• What is expected: Within the entries that follow, show each line where the word "anything" occurs.

------------------------------------

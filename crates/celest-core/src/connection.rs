//! Connection state machine: drag from an output port to an input port.
//!
//! `idle -> connecting -> (validate on every move) -> committed | cancelled -> idle`

use crate::graph::{CodeGraph, EdgeId, HandleType};
use kurbo::Point;
use serde::{Deserialize, Serialize};

/// What releasing over a valid target does.
#[derive(Debug, Clone, Copy, PartialEq, Eq, Default, Serialize, Deserialize)]
#[serde(rename_all = "camelCase")]
pub enum ConnectionMode {
    /// Create a new edge.
    #[default]
    Create,
    /// Remove the edge the gesture re-traces.
    Delete,
}

/// A handle on a specific node.
#[derive(Debug, Clone, PartialEq, Eq)]
pub struct HandleRef {
    pub node_id: String,
    pub handle_id: Option<String>,
    pub handle_type: HandleType,
}

impl HandleRef {
    pub fn new(node_id: impl Into<String>, handle_id: Option<&str>, handle_type: HandleType) -> Self {
        Self {
            node_id: node_id.into(),
            handle_id: handle_id.map(str::to_string),
            handle_type,
        }
    }

    pub fn source(node_id: impl Into<String>, handle_id: &str) -> Self {
        Self::new(node_id, Some(handle_id), HandleType::Source)
    }

    pub fn target(node_id: impl Into<String>, handle_id: &str) -> Self {
        Self::new(node_id, Some(handle_id), HandleType::Target)
    }
}

/// A request to connect two handles.
#[derive(Debug, Clone, PartialEq, Eq, Serialize, Deserialize)]
#[serde(rename_all = "camelCase")]
pub struct Connection {
    pub source: String,
    pub target: String,
    #[serde(default, skip_serializing_if = "Option::is_none")]
    pub source_handle: Option<String>,
    #[serde(default, skip_serializing_if = "Option::is_none")]
    pub target_handle: Option<String>,
}

/// Whether a connection from `source` to `target` may be created.
///
/// Rejects: a source handle that isn't an output, a target handle that isn't
/// an input, self-connections, missing endpoint nodes, exact duplicates of an
/// existing edge, and targets whose kind the source port does not accept.
pub fn is_valid_connection(source: &HandleRef, target: &HandleRef, graph: &CodeGraph) -> bool {
    if source.handle_type != HandleType::Source || target.handle_type != HandleType::Target {
        return false;
    }
    if source.node_id == target.node_id {
        return false;
    }
    let (Some(source_node), Some(target_node)) = (graph.node(&source.node_id), graph.node(&target.node_id)) else {
        return false;
    };
    if graph.has_edge(
        &source.node_id,
        &target.node_id,
        source.handle_id.as_deref(),
        target.handle_id.as_deref(),
    ) {
        return false;
    }

    let info = source_node.info();
    let port = match source.handle_id.as_deref() {
        Some(id) => info.port(id),
        None => info.default_port(HandleType::Source),
    };
    port.is_none_or(|p| p.accepts_kind(target_node.kind_tag()))
}

/// Snapshot of the machine, read by renderers to draw the pending line.
#[derive(Debug, Clone, PartialEq)]
pub struct ConnectionState {
    pub is_connecting: bool,
    pub mode: ConnectionMode,
    pub source_node_id: String,
    pub source_handle_id: Option<String>,
    pub source_handle_type: HandleType,
    pub source_position: Point,
    pub current_position: Point,
    pub target_node_id: Option<String>,
    pub target_handle_id: Option<String>,
    pub target_handle_type: Option<HandleType>,
    pub is_valid_target: bool,
}

impl Default for ConnectionState {
    fn default() -> Self {
        Self {
            is_connecting: false,
            mode: ConnectionMode::Create,
            source_node_id: String::new(),
            source_handle_id: None,
            source_handle_type: HandleType::Source,
            source_position: Point::ZERO,
            current_position: Point::ZERO,
            target_node_id: None,
            target_handle_id: None,
            target_handle_type: None,
            is_valid_target: false,
        }
    }
}

impl ConnectionState {
    fn source_ref(&self) -> HandleRef {
        HandleRef {
            node_id: self.source_node_id.clone(),
            handle_id: self.source_handle_id.clone(),
            handle_type: self.source_handle_type,
        }
    }

    fn clear_target(&mut self) {
        self.target_node_id = None;
        self.target_handle_id = None;
        self.target_handle_type = None;
        self.is_valid_target = false;
    }
}

/// Outcome of releasing the pointer.
#[derive(Debug, Clone, PartialEq)]
pub enum ConnectionOutcome {
    Connect(Connection),
    RemoveEdge(EdgeId),
    Cancelled,
}

/// The connection state machine.
#[derive(Debug, Clone, Default)]
pub struct ConnectionMachine {
    state: ConnectionState,
}

impl ConnectionMachine {
    pub fn new() -> Self {
        Self::default()
    }

    pub fn state(&self) -> &ConnectionState {
        &self.state
    }

    pub fn is_connecting(&self) -> bool {
        self.state.is_connecting
    }

    /// Begin connecting from `handle`. Only output handles may start a
    /// connection; anything else leaves the machine untouched.
    pub fn start(&mut self, handle: &HandleRef, mode: ConnectionMode, position: Point) -> bool {
        if self.state.is_connecting {
            log::warn!("Connection already in progress from {}", self.state.source_node_id);
            return false;
        }
        if handle.handle_type != HandleType::Source {
            log::debug!("Ignoring connection start from input handle on {}", handle.node_id);
            return false;
        }
        self.state = ConnectionState {
            is_connecting: true,
            mode,
            source_node_id: handle.node_id.clone(),
            source_handle_id: handle.handle_id.clone(),
            source_handle_type: handle.handle_type,
            source_position: position,
            current_position: position,
            ..ConnectionState::default()
        };
        true
    }

    /// Re-evaluate the hovered element after a pointer move.
    pub fn update(&mut self, position: Point, hovered: Option<&HandleRef>, graph: &CodeGraph) {
        if !self.state.is_connecting {
            return;
        }
        self.state.current_position = position;

        let Some(target) = hovered.filter(|h| h.handle_type == HandleType::Target) else {
            self.state.clear_target();
            return;
        };

        let source = self.state.source_ref();
        let valid = match self.state.mode {
            ConnectionMode::Create => is_valid_connection(&source, target, graph),
            ConnectionMode::Delete => graph
                .find_edge(
                    &source.node_id,
                    &target.node_id,
                    source.handle_id.as_deref(),
                    target.handle_id.as_deref(),
                )
                .is_some(),
        };
        self.state.target_node_id = Some(target.node_id.clone());
        self.state.target_handle_id = target.handle_id.clone();
        self.state.target_handle_type = Some(target.handle_type);
        self.state.is_valid_target = valid;
    }

    /// Finish the gesture over `hovered` and reset to idle.
    pub fn release(&mut self, position: Point, hovered: Option<&HandleRef>, graph: &CodeGraph) -> ConnectionOutcome {
        if !self.state.is_connecting {
            return ConnectionOutcome::Cancelled;
        }
        self.update(position, hovered, graph);
        let state = std::mem::take(&mut self.state);

        if !state.is_valid_target {
            return ConnectionOutcome::Cancelled;
        }
        let Some(target_node_id) = state.target_node_id else {
            return ConnectionOutcome::Cancelled;
        };

        match state.mode {
            ConnectionMode::Create => ConnectionOutcome::Connect(Connection {
                source: state.source_node_id,
                target: target_node_id,
                source_handle: state.source_handle_id,
                target_handle: state.target_handle_id,
            }),
            ConnectionMode::Delete => graph
                .find_edge(
                    &state.source_node_id,
                    &target_node_id,
                    state.source_handle_id.as_deref(),
                    state.target_handle_id.as_deref(),
                )
                .map(|edge| ConnectionOutcome::RemoveEdge(edge.id.clone()))
                .unwrap_or(ConnectionOutcome::Cancelled),
        }
    }

    /// Abort without emitting anything.
    pub fn cancel(&mut self) {
        self.state = ConnectionState::default();
    }
}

------------------------------------

• Solution to this exercise:
    /// connection; anything else leaves the machine untouched.
    /// Abort without emitting anything.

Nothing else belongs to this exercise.